After finishing the book, I decided to compile a pro/con list re: living in 1920s frontier Alaska:

Things I would LIKE about living in this fictional Alaska:
  • Snow - snow is my favorite. If you know me at all, you know how much I like snow. And Alaska is swimming in the powdery goodness. (Do you realize the street value of this Mountain?) 
  • Opportunities to cook hearty food - the only thing I like better than snow is crisp weather. Crisp weather means plenty of chances to cook warm, hearty fare, hobbit-style!
  • Canning, jams, pies - um, Hello - my 18th century woman skills would be SO useful here! Need I say more?
  • Farming - Mabel has a great line in a letter to her sister back home - "It is a wonderful feeling to do work that really feels like work." She's talking about their farm, and digging potatoes, which I actually just got to do with my mom! Granted, we only found about 5, as it was a volunteer potato plant, but still! So fun to dig in the earth and find... TATERS! Sooprize!
  • Opportunities to knit, crochet, sew, quilt - hello, Form AND Function? Perfection.
  • Plenty of time for reading - Mabel has a great book collection and she often lends them to Garrett. I love the idea of a limited supply of novels and the intimacy of sharing them.
  • Beautiful nature - amazing wildlife, wicked natural beauty, the list goes on and on!
  • Time for snuggling under blankets and by the fire - these are a few of my Favorite Things!
Things I would NOT LIKE about living in this fictional Alaska:
  • Eating moose meat - this is not a known fact from experience, but rather surmised from my dislike of venison, which my mother used to claim tastes 'just like beef'. Not true, mom. So not true.
  • 24 hours of daylight - feel free to google 'midnight sun'; OR
  • 24 hours of darkness - will the sun Never Shine Again?
  • Only having one neighbor - I mean, I like the idea of a rural lifestyle, but one neighbor many miles away is a leeetle remote. Where will I borrow my cup of sugar?
  • Having to hunt or kill our own animals - I'm not a vegetarian, but I don't love the idea of having to slaughter my own chickens, or go out a-hunting moose with my hubby. 
Here are some new words I learned:
catawampus - askew, awry; out of alignment (as in, Meredith is feeling all catawampus in this job search holding pattern she's stuck in.)
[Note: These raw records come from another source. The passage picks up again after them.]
//! Database Module
//!
//! Embedded SurrealDB connection management, storage models and
//! repositories.

pub mod models;
pub mod repository;

use std::path::Path;

use surrealdb::Surreal;
use surrealdb::engine::local::{Db, Mem, RocksDb};

use crate::utils::AppError;

const NAMESPACE: &str = "comanda";
const DATABASE: &str = "main";

/// Database service owning the embedded SurrealDB handle
#[derive(Clone)]
pub struct DbService {
    pub db: Surreal<Db>,
}

impl DbService {
    /// Open (or create) the RocksDB-backed database at the given path
    pub async fn new(db_path: &Path) -> Result<Self, AppError> {
        let endpoint = db_path.to_string_lossy().to_string();
        let db = Surreal::new::<RocksDb>(endpoint)
            .await
            .map_err(|e| AppError::database(format!("Failed to open database: {e}")))?;

        db.use_ns(NAMESPACE)
            .use_db(DATABASE)
            .await
            .map_err(|e| AppError::database(format!("Failed to select namespace: {e}")))?;

        tracing::info!(path = %db_path.display(), "Database connection established");

        Ok(Self { db })
    }

    /// Open an in-memory database (tests and ephemeral runs)
    pub async fn new_in_memory() -> Result<Self, AppError> {
        let db = Surreal::new::<Mem>(())
            .await
            .map_err(|e| AppError::database(format!("Failed to open in-memory database: {e}")))?;

        db.use_ns(NAMESPACE)
            .use_db(DATABASE)
            .await
            .map_err(|e| AppError::database(format!("Failed to select namespace: {e}")))?;

        Ok(Self { db })
    }
}
//! JWT Extractor
//!
//! Custom extractor for automatically validating JWT tokens

use axum::{extract::FromRequestParts, http::request::Parts};

use crate::auth::{CurrentUser, JwtService};
use crate::core::ServerState;
use crate::security_log;
use crate::utils::AppError;

/// JWT Auth Extractor
///
/// Use this extractor in protected handlers to automatically validate
/// the JWT and extract the CurrentUser.
impl FromRequestParts<ServerState> for CurrentUser {
    type Rejection = AppError;

    async fn from_request_parts(
        parts: &mut Parts,
        state: &ServerState,
    ) -> Result<Self, Self::Rejection> {
        // Check if already extracted (from middleware)
        if let Some(user) = parts.extensions.get::<CurrentUser>() {
            return Ok(user.clone());
        }

        // Extract Authorization header
        let auth_header = parts
            .headers
            .get(http::header::AUTHORIZATION)
            .and_then(|h| h.to_str().ok());

        let token = match auth_header {
            Some(header) => JwtService::extract_from_header(header)
                .ok_or_else(|| AppError::invalid_token("Invalid authorization header"))?,
            None => {
                security_log!("WARN", "auth_missing", uri = format!("{:?}", parts.uri));
                return Err(AppError::unauthorized());
            }
        };

        // Validate token
        match state.jwt_service.validate_token(token) {
            Ok(claims) => {
                let user = CurrentUser::from(claims);

                // Store in extensions for potential reuse
                parts.extensions.insert(user.clone());

                Ok(user)
            }
            Err(e) => {
                security_log!(
                    "WARN",
                    "auth_failed",
                    error = format!("{}", e),
                    uri = format!("{:?}", parts.uri)
                );

                match e {
                    crate::auth::JwtError::ExpiredToken => Err(AppError::token_expired()),
                    _ => Err(AppError::invalid_token("Invalid token")),
                }
            }
        }
    }
}
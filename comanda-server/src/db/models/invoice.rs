//! Invoice Model

use serde::{Deserialize, Serialize};
use shared::models::{InvoiceStatus, PaymentMethod};
use surrealdb::RecordId;

use super::serde_helpers;

/// Invoice entity, written once at settlement and immutable afterwards
#[derive(Debug, Clone, Serialize, Deserialize)]
pub struct Invoice {
    #[serde(
        default,
        skip_serializing_if = "Option::is_none",
        with = "serde_helpers::option_record_id"
    )]
    pub id: Option<RecordId>,
    pub total_amount: f64,
    pub customer_paid: f64,
    /// Change returned to the customer (customer_paid - total_amount)
    pub return_amount: f64,
    pub method: PaymentMethod,
    pub status: InvoiceStatus,
    /// Settled order (one-to-one)
    #[serde(with = "serde_helpers::record_id")]
    pub order_id: RecordId,
    /// Table name at settlement time, for receipt display
    pub table_name: Option<String>,
    /// Staff member who settled
    pub user_id: String,
    pub user_name: String,
    pub created_by: String,
    pub created_at: i64,
}
//! Order API 模块

mod handler;

use axum::{Router, middleware, routing::get};

use crate::auth::require_permission;
use crate::core::ServerState;

pub fn router() -> Router<ServerState> {
    Router::new().nest("/api/orders", routes())
}

fn routes() -> Router<ServerState> {
    let read_routes = Router::new()
        .route("/", get(handler::list))
        .route("/{id}", get(handler::get_by_id))
        .layer(middleware::from_fn(require_permission("orders:read")));

    let manage_routes = Router::new()
        .route("/", axum::routing::post(handler::create))
        .route(
            "/{id}",
            axum::routing::put(handler::update).delete(handler::delete),
        )
        .route("/{id}/settle", axum::routing::post(handler::settle))
        .layer(middleware::from_fn(require_permission("orders:manage")));

    read_routes.merge(manage_routes)
}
ptarmigan - a northern grouse of mountainous and Arctic regions, with feathered legs and feet and plumage that typically changes to white in winter (see picture on left - I love its fluffy feet!)

johnnycake - a flat cornmeal cake typically baked or fried on a griddle (possibly coming from 'journey' cake or 'Shawnee' cake) (like I said, Hearty Fare!)


burbot - an elongated bottom-dwelling fish that is the only member of the cod family that lives in fresh water (aka, Craybags-looking fish. See right.)

I'll leave you with one of my favorite lines -

"Moonlight fell in the hollows."

and this exchange:

Mabel: "What if we lose her? What if she never comes back to us?"

Esther: "'Dear, sweet Mabel. We never know what is going to happen, do we? Life is always throwing us this way and that. That's where the adventure is. Not knowing where you'll end up or how you'll fare. It's all a mystery, and when we say any different, we're just lying to ourselves. Tell me, when have you felt most alive?'

As Esther says, life is one big adventurous mystery. It will all work out (we don't know how - it's a mystery!) but until then, I'm back to my sickbed and my job hunt. Wish me luck!

Off to the world of Mr. Malcolm X.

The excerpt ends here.